La requête émane de dix personnalités de l’opposition qui ont qualifié d’anormale les 10 ans de silence du président Ali Bongo après l’AVC dont il a été victime. Le groupe d’opposants réunis autour du mouvement « Appel à agir » juge que le président qui a succédé à son père il y a 10 ans n’est pas encore totalement remis de l’AVC dont il a été victime le 24 octobre 2018 lors de son séjour à Ryad en Arabie Saoudite.  La longue absence d’Ali Bongo alors en convalescence au Maroc a créé de vives tensions au sein de la classe politique gabonaise et un sentiment d’insécurité après le putsch manqué du 07 janvier 2019. C’est ce climat d’animosité qui fait craindre à certains leaders de confessions religieuses du Gabon un enlisement du pays dans le chaos.
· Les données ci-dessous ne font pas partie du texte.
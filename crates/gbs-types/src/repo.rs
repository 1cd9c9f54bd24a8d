use std::fmt;

use serde::{Deserialize, Serialize};

use crate::error::{TypeError, TypeResult};
use crate::names::validate_branch_name;

/// One logical sync endpoint: a remote repository URL, the single branch
/// synchronized with it, and the credential presented to the remote.
///
/// An empty `access_token` means the remote is accessed anonymously.
/// The token is redacted from the `Debug` output.
#[derive(Clone, PartialEq, Eq, Serialize, Deserialize)]
pub struct RemoteRepoRef {
    pub url: String,
    pub branch: String,
    #[serde(default, skip_serializing)]
    pub access_token: String,
}

impl RemoteRepoRef {
    pub fn new(
        url: impl Into<String>,
        branch: impl Into<String>,
        access_token: impl Into<String>,
    ) -> Self {
        Self {
            url: url.into(),
            branch: branch.into(),
            access_token: access_token.into(),
        }
    }

    /// Reference without a credential.
    pub fn anonymous(url: impl Into<String>, branch: impl Into<String>) -> Self {
        Self::new(url, branch, String::new())
    }

    /// Check that the reference can safely be handed to `git`.
    pub fn validate(&self) -> TypeResult<()> {
        if self.url.trim().is_empty() {
            return Err(TypeError::InvalidUrl("repository url must not be empty".into()));
        }
        if self.url.starts_with('-') {
            return Err(TypeError::InvalidUrl(format!(
                "repository url must not start with '-': {}",
                self.url
            )));
        }
        if self.url.chars().any(char::is_control) {
            return Err(TypeError::InvalidUrl(
                "repository url must not contain control characters".into(),
            ));
        }
        validate_branch_name(&self.branch)
    }

    pub fn has_token(&self) -> bool {
        !self.access_token.is_empty()
    }

    /// Fully qualified name of the tracked branch, e.g. `refs/heads/main`.
    pub fn branch_ref(&self) -> String {
        format!("refs/heads/{}", self.branch)
    }

    /// Same endpoint with a different credential.
    pub fn with_token(&self, access_token: impl Into<String>) -> Self {
        Self {
            access_token: access_token.into(),
            ..self.clone()
        }
    }
}

impl fmt::Debug for RemoteRepoRef {
    fn fmt(&self, f: &mut fmt::Formatter<'_>) -> fmt::Result {
        f.debug_struct("RemoteRepoRef")
            .field("url", &self.url)
            .field("branch", &self.branch)
            .field("access_token", &if self.has_token() { "<redacted>" } else { "" })
            .finish()
    }
}

impl fmt::Display for RemoteRepoRef {
    fn fmt(&self, f: &mut fmt::Formatter<'_>) -> fmt::Result {
        write!(f, "{}#{}", self.url, self.branch)
    }
}
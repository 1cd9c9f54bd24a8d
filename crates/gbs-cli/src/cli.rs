use std::net::SocketAddr;
use std::path::PathBuf;

use clap::{Args, Parser, Subcommand};

#[derive(Parser)]
#[command(
    name = "gbs",
    about = "git-bundle-sync: move one branch between remotes as git bundles",
    version
)]
pub struct Cli {
    #[command(subcommand)]
    pub command: Command,

    /// Default log filter; `RUST_LOG` takes precedence.
    #[arg(long, global = true, env = "GBS_LOG_LEVEL", default_value = "info")]
    pub log_level: String,

    /// Emit logs as JSON lines.
    #[arg(long, global = true, env = "GBS_LOG_JSON")]
    pub log_json: bool,

    #[arg(long, global = true, env = "GBS_FORMAT", default_value = "text")]
    pub format: OutputFormat,
}

#[derive(Clone, Copy, Debug, PartialEq, Eq, clap::ValueEnum)]
pub enum OutputFormat {
    Text,
    Json,
}

#[derive(Subcommand)]
pub enum Command {
    /// Start the HTTP server
    Serve(ServeArgs),
    /// Show the integrity report and heads of a bundle file
    Inspect(InspectArgs),
    /// Print the mirror directory used for a repository branch
    Resolve(ResolveArgs),
}

/// Flags override values loaded from `--config`.
#[derive(Args, Default)]
pub struct ServeArgs {
    /// TOML file with the base configuration.
    #[arg(long, env = "GBS_CONFIG")]
    pub config: Option<PathBuf>,
    #[arg(long, env = "GBS_BIND_ADDR")]
    pub bind: Option<SocketAddr>,
    /// Root of mirrors and scratch files.
    #[arg(long, env = "GBS_SCRATCH_DIR")]
    pub scratch_dir: Option<PathBuf>,
    /// Repository exported by `GET /pull/{branch}`.
    #[arg(long, env = "GBS_SOURCE_REPO")]
    pub source_repo: Option<String>,
    /// Repository fed by `POST /push/{branch}`.
    #[arg(long, env = "GBS_SINK_REPO")]
    pub sink_repo: Option<String>,
    /// Bearer token clients must present.
    #[arg(long, env = "GBS_AUTH_TOKEN", hide_env_values = true)]
    pub auth_token: Option<String>,
    /// Token presented to the git remotes. Defaults to the auth token.
    #[arg(long, env = "GBS_REMOTE_TOKEN", hide_env_values = true)]
    pub remote_token: Option<String>,
    #[arg(long, env = "GBS_ALLOW_ANONYMOUS_READ")]
    pub allow_anonymous_read: bool,
    /// Largest accepted push body, in bytes.
    #[arg(long, env = "GBS_MAX_BUNDLE_SIZE")]
    pub max_bundle_size: Option<u64>,
    #[arg(long, env = "GBS_GIT")]
    pub git: Option<String>,
    /// Per-command timeout for git, e.g. `5m` or `90s`.
    #[arg(long, env = "GBS_GIT_TIMEOUT")]
    pub git_timeout: Option<String>,
}

#[derive(Args)]
pub struct InspectArgs {
    pub file: PathBuf,
    /// Repository to verify against. A partial bundle only verifies in a
    /// repository that has its prerequisite; defaults to an empty one.
    #[arg(long)]
    pub repo: Option<PathBuf>,
    #[arg(long, env = "GBS_GIT", default_value = "git")]
    pub git: String,
}

#[derive(Args)]
pub struct ResolveArgs {
    pub url: String,
    pub branch: String,
    #[arg(long, env = "GBS_SCRATCH_DIR")]
    pub root: Option<PathBuf>,
}
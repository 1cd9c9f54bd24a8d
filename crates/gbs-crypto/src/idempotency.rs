use gbs_types::BundleFilter;

use crate::hasher::ContentHasher;

/// Idempotency hash of a pulled bundle: a hex digest over the head commit
/// and the filter that shaped the bundle.
///
/// Callers compare it across pulls to detect that the logical content has
/// not changed. Pass the *effective* filter: a filter that still produced a
/// complete history should be given as [`BundleFilter::None`].
pub fn idempotency_hash(commit_id: &str, filter: &BundleFilter) -> String {
    ContentHasher::IDEMPOTENCY.hash_hex(&[commit_id, filter.kind(), &filter.value()])
}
Le pouvoir et l’opposition appelés au pardon

Quatre ministres du culte à travers un message rendu public sur les réseaux sociaux invitent la classe dirigeante, l’opposition et la population au pardon et à la réconciliation. Selon Monseigneur Basile Eve Engone de l’église catholique romaine du Gabon , l’Imam Oceni Ossa de la communauté musulmane , Augustin Bouengone  président de l’église évangélique et Michel Francis Mbadinga secrétaire exécutif de la communauté chrétienne pentecôtiste et charismatique de réveil , tous les acteurs majeurs de la politique gabonaise devraient faire preuve de retenu et prendre en considération les conséquences auxquelles s’exposent la société  Gabonaise en proie depuis 03 ans à de nombreux fléaux tels que  la violence verbale , la méchanceté gratuite, l’injure, la désinformation et l’intolérance.